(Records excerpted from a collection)
------------

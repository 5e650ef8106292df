//! # Fault Annotation
//!
//! Appends resolved source locations to fault-dump register lines and patches
//! the fault handler's failure line with the real faulting line number.
//!
//! The firmware's hard fault handler cannot know where it was called from, so
//! it reports its test failure with a `:0:` line placeholder. The register
//! dump printed just before it carries the stacked PC and LR; once those are
//! resolved the placeholder is rewritten:
//!
//! ```text
//! PC   : 0x08000F34                   ->  PC   : 0x08000F34 (test/test_bad_address.c:4)
//! test/test_bad_address.c:0:...:FAIL  ->  test/test_bad_address.c:4:...:FAIL
//! ```

use tracing::{debug, warn};

use crate::classify::{register_operand, LineKind};
use crate::symbols::{parse_hex_address, SymbolResolver};
use crate::types::{Location, OutputLine, Verdict};

/// Placeholder the fault handler prints instead of a line number.
pub const LINE_PLACEHOLDER: &str = ":0:";

/// Mutable state carried across the lines of one run.
///
/// Only the most recent PC and LR sightings are kept. The verdict is written
/// at most once.
#[derive(Debug, Clone, Default, PartialEq, Eq)]
pub struct ParseState
{
    last_pc: Option<Location>,
    last_lr: Option<Location>,
    verdict: Option<Verdict>,
}

impl ParseState
{
    #[must_use]
    pub fn new() -> Self
    {
        Self::default()
    }

    #[must_use]
    pub fn last_resolved_pc(&self) -> Option<&Location>
    {
        self.last_pc.as_ref()
    }

    #[must_use]
    pub fn last_resolved_lr(&self) -> Option<&Location>
    {
        self.last_lr.as_ref()
    }

    #[must_use]
    pub fn verdict(&self) -> Option<Verdict>
    {
        self.verdict
    }

    /// Record the run's verdict. Later calls are ignored; returns whether
    /// this call set it.
    pub fn set_verdict(&mut self, verdict: Verdict) -> bool
    {
        if self.verdict.is_some() {
            return false;
        }
        self.verdict = Some(verdict);
        true
    }
}

/// Rewrites fault-related lines using a [`SymbolResolver`].
pub struct FaultAnnotator<R>
{
    resolver: R,
}

impl<R: SymbolResolver> FaultAnnotator<R>
{
    pub fn new(resolver: R) -> Self
    {
        Self { resolver }
    }

    #[must_use]
    pub fn resolver(&self) -> &R
    {
        &self.resolver
    }

    /// Annotate `line` according to its `kind`, updating `state`.
    ///
    /// Non-fault kinds are returned unchanged. Resolver failures never
    /// propagate: the address is reported as `??:0`.
    #[must_use]
    pub fn annotate(&self, line: OutputLine, kind: LineKind, state: &mut ParseState) -> OutputLine
    {
        match kind {
            LineKind::RegisterPc => {
                let (line, location) = self.annotate_register(&line, kind);
                state.last_pc = Some(location);
                line
            }
            LineKind::RegisterLr => {
                let (line, location) = self.annotate_register(&line, kind);
                state.last_lr = Some(location);
                line
            }
            LineKind::FaultBanner => patch_fault_banner(line, state),
            LineKind::Noise | LineKind::Verdict(_) | LineKind::Plain => line,
        }
    }

    fn annotate_register(&self, line: &OutputLine, kind: LineKind) -> (OutputLine, Location)
    {
        let location = kind
            .register_marker()
            .and_then(|marker| register_operand(line, marker))
            .map_or_else(
                || {
                    warn!(line = %line, "register line without address operand");
                    Location::unknown()
                },
                |operand| self.lookup(operand),
            );

        (line.with_suffix(&format!(" ({location})")), location)
    }

    fn lookup(&self, operand: &str) -> Location
    {
        if parse_hex_address(operand).is_none() {
            warn!(operand, "not a hexadecimal address, skipping symbolizer");
            return Location::unknown();
        }

        match self.resolver.resolve(operand) {
            Ok(location) => location,
            Err(err) => {
                warn!(operand, error = %err, "symbol resolution failed");
                Location::unknown()
            }
        }
    }
}

/// Replace the first `:0:` with the PC's line number, then the next with the LR's.
fn patch_fault_banner(line: OutputLine, state: &ParseState) -> OutputLine
{
    [state.last_resolved_pc(), state.last_resolved_lr()]
        .into_iter()
        .flatten()
        .filter(|location| !location.is_unknown())
        .filter_map(Location::line_number)
        .fold(line, |line, number| {
            if !line.contains(LINE_PLACEHOLDER) {
                return line;
            }
            debug!(number, "patching fault banner line number");
            line.replace_first(LINE_PLACEHOLDER, &format!(":{number}:"))
        })
}

#[cfg(test)]
mod tests
{
    use std::cell::RefCell;

    use super::*;
    use crate::error::HarnessError;
    use crate::symbols::FnResolver;

    fn table(entries: &'static [(&'static str, &'static str)]) -> impl SymbolResolver
    {
        FnResolver::new(move |addr: &str| {
            entries
                .iter()
                .find(|(a, _)| *a == addr)
                .map(|(_, loc)| Location::new(*loc))
                .ok_or_else(|| HarnessError::ResolverUnavailable {
                    address: addr.to_string(),
                    reason: "no entry".to_string(),
                })
        })
    }

    #[test]
    fn pc_line_gets_location_suffix_and_updates_state()
    {
        let annotator = FaultAnnotator::new(table(&[("0x08001000", "main.c:42")]));
        let mut state = ParseState::new();
        let out = annotator.annotate("PC   : 0x08001000".into(), LineKind::RegisterPc, &mut state);

        assert_eq!(out.as_str(), "PC   : 0x08001000 (main.c:42)");
        assert_eq!(state.last_resolved_pc().map(Location::as_str), Some("main.c:42"));
        assert!(state.last_resolved_lr().is_none());
    }

    #[test]
    fn most_recent_sighting_wins()
    {
        let annotator = FaultAnnotator::new(table(&[("0x1", "a.c:1"), ("0x2", "a.c:2")]));
        let mut state = ParseState::new();
        let _ = annotator.annotate("LR   : 0x1".into(), LineKind::RegisterLr, &mut state);
        let _ = annotator.annotate("LR   : 0x2".into(), LineKind::RegisterLr, &mut state);
        assert_eq!(state.last_resolved_lr().map(Location::as_str), Some("a.c:2"));
    }

    #[test]
    fn resolver_failure_degrades_to_unknown()
    {
        let annotator = FaultAnnotator::new(table(&[]));
        let mut state = ParseState::new();
        let out = annotator.annotate("LR   : 0xDEAD".into(), LineKind::RegisterLr, &mut state);

        assert_eq!(out.as_str(), "LR   : 0xDEAD (??:0)");
        assert!(state.last_resolved_lr().is_some_and(Location::is_unknown));
    }

    #[test]
    fn garbled_operand_skips_resolver()
    {
        let calls = RefCell::new(Vec::new());
        let annotator = FaultAnnotator::new(FnResolver::new(|addr: &str| {
            calls.borrow_mut().push(addr.to_string());
            Ok(Location::new("x.c:1"))
        }));
        let mut state = ParseState::new();
        let out = annotator.annotate("PC   : 0x08Z01000".into(), LineKind::RegisterPc, &mut state);

        assert_eq!(out.as_str(), "PC   : 0x08Z01000 (??:0)");
        assert!(calls.borrow().is_empty());
    }

    #[test]
    fn banner_patched_from_pc_then_lr()
    {
        let annotator = FaultAnnotator::new(table(&[]));
        let mut state = ParseState::new();
        state.last_pc = Some(Location::new("a.c:10"));
        state.last_lr = Some(Location::new("b.c:20"));

        let out = annotator.annotate("x.c:0:t:FAIL:0: Hard Fault Handler Called".into(), LineKind::FaultBanner, &mut state);
        assert_eq!(out.as_str(), "x.c:10:t:FAIL:20: Hard Fault Handler Called");
    }

    #[test]
    fn banner_uses_lr_when_pc_unknown()
    {
        let annotator = FaultAnnotator::new(table(&[]));
        let mut state = ParseState::new();
        state.last_pc = Some(Location::unknown());
        state.last_lr = Some(Location::new("b.c:20"));

        let out = annotator.annotate("Hard Fault Handler Called :0:".into(), LineKind::FaultBanner, &mut state);
        assert_eq!(out.as_str(), "Hard Fault Handler Called :20:");
    }

    #[test]
    fn banner_unchanged_without_resolved_registers()
    {
        let annotator = FaultAnnotator::new(table(&[]));
        let mut state = ParseState::new();
        let line = "Hard Fault Handler Called :0:";
        let out = annotator.annotate(line.into(), LineKind::FaultBanner, &mut state);
        assert_eq!(out.as_str(), line);
    }

    #[test]
    fn annotated_line_treated_as_plain_is_not_annotated_again()
    {
        let calls = RefCell::new(0);
        let annotator = FaultAnnotator::new(FnResolver::new(|_: &str| {
            *calls.borrow_mut() += 1;
            Ok(Location::new("main.c:42"))
        }));
        let mut state = ParseState::new();
        let annotated = annotator.annotate("PC   : 0x1".into(), LineKind::RegisterPc, &mut state);
        let again = annotator.annotate(annotated.clone(), LineKind::Plain, &mut state);

        assert_eq!(again, annotated);
        assert_eq!(*calls.borrow(), 1);
    }

    #[test]
    fn verdict_is_write_once()
    {
        let mut state = ParseState::new();
        assert!(state.set_verdict(Verdict::Pass));
        assert!(!state.set_verdict(Verdict::Fail));
        assert_eq!(state.verdict(), Some(Verdict::Pass));
    }
}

------------

▶ DESCRIPTION OF THE TASK
Search the lines above for the string "FaultBanner", then show every one that has it.

▶ TASK RESULT
            LineKind::FaultBanner => patch_fault_banner(line, state),
        let out = annotator.annotate("x.c:0:t:FAIL:0: Hard Fault Handler Called".into(), LineKind::FaultBanner, &mut state);
        let out = annotator.annotate("Hard Fault Handler Called :0:".into(), LineKind::FaultBanner, &mut state);
        let out = annotator.annotate(line.into(), LineKind::FaultBanner, &mut state);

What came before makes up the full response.